> [AIM OF THE EXERCISE]
From the records below, pull each line that has "neighboring".

Records contained in a dataset:
[Start of section]

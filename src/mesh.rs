use std::collections::HashMap;
use std::fmt::Display;

use anyhow::{anyhow, Result};
use itertools::iproduct;

use crate::geometry::{add, scale, BoundingBox, Point3};

/// The kind of cells an unstructured volume mesh is made of.
///
/// Node ordering follows the VTK conventions:
/// - [`Tetrahedron`](CellType::Tetrahedron): 4 corners.
/// - [`QuadraticTetrahedron`](CellType::QuadraticTetrahedron): 4 corners, then the mid-edge nodes
///   of edges (0,1), (1,2), (2,0), (0,3), (1,3), (2,3).
/// - [`Hexahedron`](CellType::Hexahedron): bottom quad (0..4) then top quad (4..8), both in the
///   same rotational order.
/// - [`QuadraticHexahedron`](CellType::QuadraticHexahedron): 8 corners, then the mid-edge nodes
///   of the bottom edges, the top edges and the vertical edges.
/// - [`Pyramid`](CellType::Pyramid): base quad (0..4), then the apex.
/// - [`Prism`](CellType::Prism): bottom triangle (0..3), then top triangle (3..6).
#[derive(Debug, Clone, Copy, PartialEq, Eq, Hash)]
pub enum CellType {
    Point,
    Tetrahedron,
    QuadraticTetrahedron,
    Hexahedron,
    QuadraticHexahedron,
    Pyramid,
    Prism,
}

impl CellType {
    /// The number of nodes of a cell of this kind.
    pub fn node_count(&self) -> usize {
        match self {
            CellType::Point => 1,
            CellType::Tetrahedron => 4,
            CellType::QuadraticTetrahedron => 10,
            CellType::Hexahedron => 8,
            CellType::QuadraticHexahedron => 20,
            CellType::Pyramid => 5,
            CellType::Prism => 6,
        }
    }
}

impl Display for CellType {
    fn fmt(&self, f: &mut std::fmt::Formatter<'_>) -> std::fmt::Result {
        let name = match self {
            CellType::Point => "point",
            CellType::Tetrahedron => "tetrahedron",
            CellType::QuadraticTetrahedron => "quadratic tetrahedron",
            CellType::Hexahedron => "hexahedron",
            CellType::QuadraticHexahedron => "quadratic hexahedron",
            CellType::Pyramid => "pyramid",
            CellType::Prism => "prism",
        };
        write!(f, "{}", name)
    }
}

/// An unstructured volume mesh with a single kind of cells.
#[derive(Debug, Clone)]
pub struct VolumeMesh {
    cell_type: CellType,
    points: Vec<Point3>,
    connections: Vec<usize>,
}

impl VolumeMesh {
    /// Constructs a new `VolumeMesh`.
    ///
    /// `connections` holds the node indices of every cell, one cell after the other.
    ///
    /// Fails if the length of `connections` is not a multiple of the number of nodes per cell, or
    /// if a node index is out of bounds.
    pub fn new(cell_type: CellType, points: Vec<Point3>, connections: Vec<usize>) -> Result<Self> {
        let stride = cell_type.node_count();
        if connections.len() % stride != 0 {
            return Err(anyhow!(
                "The number of connections ({}) is not a multiple of the number of nodes of a {} ({}).",
                connections.len(),
                cell_type,
                stride
            ));
        }
        if let Some(&node) = connections.iter().find(|&&node| node >= points.len()) {
            return Err(anyhow!(
                "Node index {} is out of bounds (the mesh has {} nodes).",
                node,
                points.len()
            ));
        }

        Ok(Self {
            cell_type,
            points,
            connections,
        })
    }

    /// Creates a structured grid of the box `[min, max]` made of `cell_type` cells.
    ///
    /// The box is divided into `nx * ny * nz` hexahedra, numbered along x first, then y, then z.
    /// Each hexahedron is then kept as is or split depending on `cell_type`:
    /// - 6 tetrahedra sharing the main diagonal (Kuhn triangulation),
    /// - 2 prisms,
    /// - 6 pyramids whose apex is the center of the hexahedron,
    /// - its 8 corners for point cells.
    ///
    /// Quadratic cells get their mid-edge nodes shared between neighboring cells.
    pub fn grid(cell_type: CellType, min: Point3, max: Point3, n: [usize; 3]) -> Result<Self> {
        if n.iter().any(|&n| n == 0) {
            return Err(anyhow!("The grid should have at least one cell along each axis."));
        }
        if (0..3).any(|d| min[d] >= max[d]) {
            return Err(anyhow!("The lower corner of the grid should be below its upper corner."));
        }

        let [nx, ny, nz] = n;
        let step = [
            (max[0] - min[0]) / nx as f64,
            (max[1] - min[1]) / ny as f64,
            (max[2] - min[2]) / nz as f64,
        ];
        let mut points: Vec<_> = iproduct!(0..=nz, 0..=ny, 0..=nx)
            .map(|(k, j, i)| {
                [
                    min[0] + i as f64 * step[0],
                    min[1] + j as f64 * step[1],
                    min[2] + k as f64 * step[2],
                ]
            })
            .collect();
        let node = |i: usize, j: usize, k: usize| i + (nx + 1) * (j + (ny + 1) * k);

        if cell_type == CellType::Point {
            let connections = (0..points.len()).collect();
            return Self::new(cell_type, points, connections);
        }

        let mut connections = Vec::new();
        let mut mid_nodes = HashMap::new();
        for (k, j, i) in iproduct!(0..nz, 0..ny, 0..nx) {
            let hex = [
                node(i, j, k),
                node(i + 1, j, k),
                node(i + 1, j + 1, k),
                node(i, j + 1, k),
                node(i, j, k + 1),
                node(i + 1, j, k + 1),
                node(i + 1, j + 1, k + 1),
                node(i, j + 1, k + 1),
            ];
            match cell_type {
                CellType::Hexahedron => connections.extend(hex),
                CellType::QuadraticHexahedron => {
                    connections.extend(hex);
                    for [a, b] in HEXAHEDRON_EDGES {
                        let mid = mid_node(&mut points, &mut mid_nodes, hex[a], hex[b]);
                        connections.push(mid);
                    }
                }
                CellType::Tetrahedron | CellType::QuadraticTetrahedron => {
                    for tet in KUHN_TETRAHEDRA {
                        let corners = tet.map(|c| hex[c]);
                        connections.extend(corners);
                        if cell_type == CellType::QuadraticTetrahedron {
                            for [a, b] in TETRAHEDRON_EDGES {
                                let mid =
                                    mid_node(&mut points, &mut mid_nodes, corners[a], corners[b]);
                                connections.push(mid);
                            }
                        }
                    }
                }
                CellType::Prism => {
                    connections.extend([0, 1, 2, 4, 5, 6].map(|c| hex[c]));
                    connections.extend([0, 2, 3, 4, 6, 7].map(|c| hex[c]));
                }
                CellType::Pyramid => {
                    let center = scale(
                        hex.iter().fold([0.; 3], |acc, &idx| add(acc, points[idx])),
                        1. / 8.,
                    );
                    let apex = points.len();
                    points.push(center);
                    for face in HEXAHEDRON_FACES {
                        connections.extend(face.map(|c| hex[c]));
                        connections.push(apex);
                    }
                }
                CellType::Point => unreachable!("Point grids are handled above"),
            }
        }

        Self::new(cell_type, points, connections)
    }

    pub fn cell_type(&self) -> CellType {
        self.cell_type
    }

    pub fn cell_count(&self) -> usize {
        self.connections.len() / self.cell_type.node_count()
    }

    pub fn node_count(&self) -> usize {
        self.points.len()
    }

    /// The coordinates of all the nodes.
    pub fn points(&self) -> &[Point3] {
        &self.points
    }

    /// The coordinates of the node `idx`.
    pub fn coords(&self, idx: usize) -> Point3 {
        self.points[idx]
    }

    /// The flattened node indices of all the cells.
    pub fn connections(&self) -> &[usize] {
        &self.connections
    }

    /// The node indices of the cell `idx`.
    pub fn cell_nodes(&self, idx: usize) -> &[usize] {
        let stride = self.cell_type.node_count();
        &self.connections[idx * stride..(idx + 1) * stride]
    }

    /// An iterator over the node indices of every cell.
    pub fn cells(&self) -> impl Iterator<Item = &[usize]> + '_ {
        self.connections.chunks_exact(self.cell_type.node_count())
    }

    /// The bounding box of the whole mesh.
    pub fn bounds(&self) -> BoundingBox {
        BoundingBox::from_points(self.cells().flatten().map(|&idx| self.coords(idx)))
    }
}

// Corner pairs of the mid-edge nodes of a quadratic tetrahedron.
const TETRAHEDRON_EDGES: [[usize; 2]; 6] = [[0, 1], [1, 2], [2, 0], [0, 3], [1, 3], [2, 3]];

// Corner pairs of the mid-edge nodes of a quadratic hexahedron.
const HEXAHEDRON_EDGES: [[usize; 2]; 12] = [
    [0, 1],
    [1, 2],
    [2, 3],
    [3, 0],
    [4, 5],
    [5, 6],
    [6, 7],
    [7, 4],
    [0, 4],
    [1, 5],
    [2, 6],
    [3, 7],
];

// Quadrilateral faces of a hexahedron, each one a closed loop.
const HEXAHEDRON_FACES: [[usize; 4]; 6] = [
    [0, 1, 2, 3],
    [4, 5, 6, 7],
    [0, 1, 5, 4],
    [1, 2, 6, 5],
    [2, 3, 7, 6],
    [3, 0, 4, 7],
];

// Each tetrahedron follows a monotone path from corner 0 to corner 6 of the hexahedron, one
// axis at a time, so the split is conforming between neighboring hexahedra.
const KUHN_TETRAHEDRA: [[usize; 4]; 6] = [
    [0, 1, 2, 6],
    [0, 1, 5, 6],
    [0, 3, 2, 6],
    [0, 3, 7, 6],
    [0, 4, 5, 6],
    [0, 4, 7, 6],
];

fn mid_node(
    points: &mut Vec<Point3>,
    mid_nodes: &mut HashMap<(usize, usize), usize>,
    a: usize,
    b: usize,
) -> usize {
    let key = if a < b { (a, b) } else { (b, a) };
    *mid_nodes.entry(key).or_insert_with(|| {
        points.push(scale(add(points[a], points[b]), 0.5));
        points.len() - 1
    })
}

#[cfg(test)]
mod tests {
    use itertools::Itertools;
    use rstest::rstest;

    use super::*;

    #[test]
    fn create_mesh_with_single_tetrahedron() -> Result<()> {
        let points = vec![[0., 0., 0.], [1., 0., 0.], [0., 1., 0.], [0., 0., 1.]];
        let mesh = VolumeMesh::new(CellType::Tetrahedron, points, vec![0, 1, 2, 3])?;

        assert_eq!(mesh.cell_count(), 1);
        assert_eq!(mesh.node_count(), 4);
        assert_eq!(mesh.cell_nodes(0), &[0, 1, 2, 3]);

        Ok(())
    }

    #[test]
    fn invalid_connections_return_error() {
        let points = vec![[0., 0., 0.], [1., 0., 0.], [0., 1., 0.], [0., 0., 1.]];

        // Not a multiple of the number of nodes per cell
        assert!(VolumeMesh::new(CellType::Tetrahedron, points.clone(), vec![0, 1, 2]).is_err());
        // Out of bounds node index
        assert!(VolumeMesh::new(CellType::Tetrahedron, points, vec![0, 1, 2, 4]).is_err());
    }

    #[test]
    fn empty_mesh() -> Result<()> {
        let mesh = VolumeMesh::new(CellType::Hexahedron, Vec::new(), Vec::new())?;

        assert_eq!(mesh.cell_count(), 0);
        assert!(mesh.bounds().is_empty());

        Ok(())
    }

    #[test]
    fn iterate_over_cells() -> Result<()> {
        let mesh = VolumeMesh::grid(CellType::Hexahedron, [0.; 3], [2., 1., 1.], [2, 1, 1])?;

        let mut cells = mesh.cells();

        assert_eq!(cells.next(), Some([0, 1, 4, 3, 6, 7, 10, 9].as_slice()));
        assert_eq!(cells.next(), Some([1, 2, 5, 4, 7, 8, 11, 10].as_slice()));
        assert_eq!(cells.next(), None);

        Ok(())
    }

    #[test]
    fn invalid_grid_returns_error() {
        assert!(VolumeMesh::grid(CellType::Hexahedron, [0.; 3], [1.; 3], [0, 1, 1]).is_err());
        assert!(VolumeMesh::grid(CellType::Hexahedron, [0.; 3], [1., 0., 1.], [1, 1, 1]).is_err());
    }

    #[rstest]
    #[case(CellType::Point, 27, 27)]
    #[case(CellType::Tetrahedron, 48, 27)]
    // 54 grid edges, 36 face diagonals and 8 main diagonals
    #[case(CellType::QuadraticTetrahedron, 48, 27 + 54 + 36 + 8)]
    #[case(CellType::Hexahedron, 8, 27)]
    #[case(CellType::QuadraticHexahedron, 8, 27 + 54)]
    #[case(CellType::Pyramid, 48, 27 + 8)]
    #[case(CellType::Prism, 16, 27)]
    fn grid_sizes(
        #[case] cell_type: CellType,
        #[case] cell_count: usize,
        #[case] node_count: usize,
    ) -> Result<()> {
        let mesh = VolumeMesh::grid(cell_type, [0.; 3], [1.; 3], [2, 2, 2])?;

        assert_eq!(mesh.cell_type(), cell_type);
        assert_eq!(mesh.cell_count(), cell_count);
        assert_eq!(mesh.node_count(), node_count);
        assert!(mesh.cells().all(|cell| cell.iter().all_unique()));
        assert_eq!(mesh.bounds(), BoundingBox::from_points([[0.; 3], [1.; 3]]));

        Ok(())
    }
}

[End of section]

> [ANSWER SECTION]
    /// Quadratic cells get their mid-edge nodes shared between neighboring cells.
// axis at a time, so the split is conforming between neighboring hexahedra.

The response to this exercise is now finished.